Several factors explain this willful disregard of the facts of the war. The leaders of many developing nations, especially in Africa, retain fond memories of Moscow’s support during their freedom struggle against Western colonial powers. Some are more recent beneficiaries of Russian largesse. Still others are leery of losing long-term military ties. A few are opportunistically using the war to extract cut-price oil and gas from Russia. And some are taking their cues from China, Russia’s principal ally.
Overcoming this combination of reasons will require different narratives than those that have given Zelenskiy so much traction in the West. True, as Richard Gowan of the International Crisis Group recently noted, violations of sovereignty are something that even autocracies don’t like: 21 of the 55 states that Freedom House classifies as “not free” supported Ukraine. Still, many countries in the Global South may not buy — or care — that allowing Putin to annex Ukraine would merely encourage him to demand other territories in Europe. Persuading developing countries that paying more for gas today will secure their future freedoms is a hard sell.
But Zelenskiy can tell other stories that will resonate in the Global South. Nations that have suffered colonial and imperial oppression can be persuaded Ukraine now faces both those things.
“A Ukraine narrative of a shared experience of colonialism and imperialism would be very powerful in the Global South,” says Gaspard Estrada, a political scientist at Sciences Po who specializes in Latin America. “Zelenskiy should also say, ‘Like you, we reject the notion of areas of influence.’ This would be an especially strong argument with the new leftist leaders in Latin America, because it is their argument.”
Zelenskiy can invoke Cold War-era ties, too. Rashid Abdi, a geopolitics analyst and fellow at the Rift Valley Institute, points out that many African leaders who retain a sense of loyalty to the old USSR were trained and educated in Ukraine, not Russia. “Ukraine has a longer relationship with Africa, more beneficial to Africans,” he says. “It’s also a more diversified relationship, not only about wheat and fertilizer supplies. The Ukrainians have been very generous with scholarships, and before the war there were tens of thousands of African students there.”
Zelenskiy can also also reach out over the heads of political leaders to tap into the pro-Ukrainian sentiment of ordinary people. “Among the public, it is the Western perspective — that Russia is the invader — that prevails,” says Monica de Bolle, senior fellow at the Peterson Institute for International Economics. “This is manifested in op-ed pieces, academic events and on how the war is portrayed on TV. There is admiration for Zelenskiy, even if it’s not as pronounced as in the West.”
Since he must still spend time and energy to keep his Western benefactors onside, the Ukrainian leader will need surrogates to help carry the word to the developing world. Western leaders, given the complicated history of their countries in the Global South, may lack the credibility to pull that off. But Zelenskiy should be able to recruit proxies from leaders of countries in Russia’s periphery, who know all too well the implications of Moscow’s imperial ambitions.
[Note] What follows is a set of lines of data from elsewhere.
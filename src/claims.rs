//! # Claims Table
//!
//! Append-only store of ground claims with their derivation edges, indexed
//! by ground literal. A literal derived along several paths keeps every
//! edge; any one edge is a valid witness. The same (literal, edge) pair is
//! never stored twice.

use crate::rules::RuleId;
use crate::term::{sha1_hex, Literal, Subst};
use parking_lot::RwLock;
use serde::{Deserialize, Serialize};
use std::collections::{HashMap, HashSet};
use std::fmt;

/// Identity of a claim: SHA-1 of the canonical ground literal. Stable
/// across nodes, which is what lets remote derivation edges refer to the
/// provider's claims.
#[derive(Debug, Clone, PartialEq, Eq, Hash, Serialize, Deserialize)]
pub struct ClaimId(pub String);

impl fmt::Display for ClaimId {
    fn fmt(&self, f: &mut fmt::Formatter<'_>) -> fmt::Result {
        write!(f, "{}", &self.0[..12.min(self.0.len())])
    }
}

impl ClaimId {
    pub fn of(literal: &Literal) -> Self {
        ClaimId(sha1_hex(literal.canonical().as_bytes()))
    }
}

/// How a claim was obtained.
#[derive(Debug, Clone, PartialEq, Eq, Serialize, Deserialize)]
#[serde(tag = "kind", rename_all = "snake_case")]
pub enum Evidence {
    /// Directly from a fact in the rule base.
    Fact { rule: RuleId },
    /// Produced by a wrapper invocation.
    Wrapper {
        name: String,
        args_digest: String,
        binding: Subst,
    },
    /// A rule instance whose body literals are discharged by `support`.
    RuleInstance { rule: RuleId, support: Vec<ClaimId> },
    /// Delivered by a peer; `claim` names the claim in the peer's table.
    Remote { peer: String, claim: ClaimId },
    /// An error row: the goal failed but the failure stays introspectable.
    Error { source: String },
}

/// A ground literal together with every derivation edge recorded for it.
#[derive(Debug, Clone, Serialize, Deserialize)]
pub struct Claim {
    pub id: ClaimId,
    pub literal: Literal,
    pub evidence: Vec<Evidence>,
}

impl Claim {
    pub fn is_error(&self) -> bool {
        self.literal.pred == "error"
    }
}

struct Record {
    literal: Literal,
    edges: Vec<Evidence>,
    edge_keys: HashSet<String>,
}

/// The per-node claim store.
#[derive(Default)]
pub struct ClaimsTable {
    inner: RwLock<Inner>,
}

#[derive(Default)]
struct Inner {
    records: HashMap<ClaimId, Record>,
    order: Vec<ClaimId>,
}

impl ClaimsTable {
    pub fn new() -> Self {
        Self::default()
    }

    /// Record a derivation edge for a ground literal. Returns the claim id
    /// and whether the edge was new. Non-ground literals are a caller bug.
    pub fn record(&self, literal: Literal, evidence: Evidence) -> (ClaimId, bool) {
        debug_assert!(literal.is_ground(), "claims must be ground: {literal}");
        let id = ClaimId::of(&literal);
        // The edge key is the serialised evidence; identical rule
        // instances therefore collapse to one edge.
        let key = serde_json::to_string(&evidence).unwrap_or_else(|_| format!("{evidence:?}"));
        let mut guard = self.inner.write();
        let Inner { records, order } = &mut *guard;
        let record = match records.entry(id.clone()) {
            std::collections::hash_map::Entry::Occupied(e) => e.into_mut(),
            std::collections::hash_map::Entry::Vacant(v) => {
                order.push(id.clone());
                v.insert(Record {
                    literal,
                    edges: Vec::new(),
                    edge_keys: HashSet::new(),
                })
            }
        };
        if !record.edge_keys.insert(key) {
            return (id, false);
        }
        record.edges.push(evidence);
        (id, true)
    }

    pub fn get(&self, id: &ClaimId) -> Option<Claim> {
        let inner = self.inner.read();
        inner.records.get(id).map(|r| Claim {
            id: id.clone(),
            literal: r.literal.clone(),
            evidence: r.edges.clone(),
        })
    }

    pub fn contains(&self, id: &ClaimId) -> bool {
        self.inner.read().records.contains_key(id)
    }

    /// All claims across the node, in insertion order.
    pub fn all(&self) -> Vec<Claim> {
        let inner = self.inner.read();
        inner
            .order
            .iter()
            .filter_map(|id| {
                inner.records.get(id).map(|r| Claim {
                    id: id.clone(),
                    literal: r.literal.clone(),
                    evidence: r.edges.clone(),
                })
            })
            .collect()
    }

    pub fn len(&self) -> usize {
        self.inner.read().order.len()
    }

    pub fn is_empty(&self) -> bool {
        self.len() == 0
    }
}

/// The ground `error/2` literal recorded when a goal fails: the offending
/// goal rendered as a string plus the message list.
pub fn error_literal(goal: &Literal, messages: &[String]) -> Literal {
    Literal::new(
        "error",
        vec![
            crate::term::Term::Str(goal.to_string()),
            crate::term::Term::List(
                messages
                    .iter()
                    .map(|m| crate::term::Term::Str(m.clone()))
                    .collect(),
            ),
        ],
    )
}

#[cfg(test)]
mod tests {
    use super::*;
    use crate::term::parse_literal;

    fn lit(s: &str) -> Literal {
        parse_literal(s).unwrap()
    }

    fn fact_edge(tag: &str) -> Evidence {
        Evidence::Fact {
            rule: RuleId(tag.to_string()),
        }
    }

    #[test]
    fn test_record_and_get() {
        let table = ClaimsTable::new();
        let (id, new) = table.record(lit("parent(bill, mary)"), fact_edge("r1"));
        assert!(new);
        let claim = table.get(&id).unwrap();
        assert_eq!(claim.literal, lit("parent(bill, mary)"));
        assert_eq!(claim.evidence.len(), 1);
    }

    #[test]
    fn test_duplicate_edge_suppressed() {
        let table = ClaimsTable::new();
        let (id, _) = table.record(lit("p(a)"), fact_edge("r1"));
        let (same, new) = table.record(lit("p(a)"), fact_edge("r1"));
        assert_eq!(id, same);
        assert!(!new);
        assert_eq!(table.get(&id).unwrap().evidence.len(), 1);
    }

    #[test]
    fn test_multiple_paths_keep_all_edges() {
        let table = ClaimsTable::new();
        let (id, _) = table.record(lit("p(a)"), fact_edge("r1"));
        let (_, new) = table.record(lit("p(a)"), fact_edge("r2"));
        assert!(new);
        assert_eq!(table.get(&id).unwrap().evidence.len(), 2);
        assert_eq!(table.len(), 1);
    }

    #[test]
    fn test_claim_id_is_stable_across_tables() {
        let a = ClaimId::of(&lit("p(a, [1, 2])"));
        let b = ClaimId::of(&lit("p(a, [1, 2])"));
        assert_eq!(a, b);
    }

    #[test]
    fn test_error_literal_is_ground() {
        let goal = lit("in_range(Low, 4, X)");
        let err = error_literal(&goal, &["bound missing".to_string()]);
        assert!(err.is_ground());
        assert_eq!(err.pred, "error");
    }
}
The West has a role, too: To provide economic and diplomatic cover for any losses that developing countries may incur if they get off the fence on Ukraine’s side. Favourable terms of trade, debt forgiveness and fresh aid: The US and European nations know how to reward those who choose to be on the right side of history.
Bobby Ghosh is a Bloomberg Opinion columnist covering foreign affairs. Views are personal, and do not represent the stand of this publication.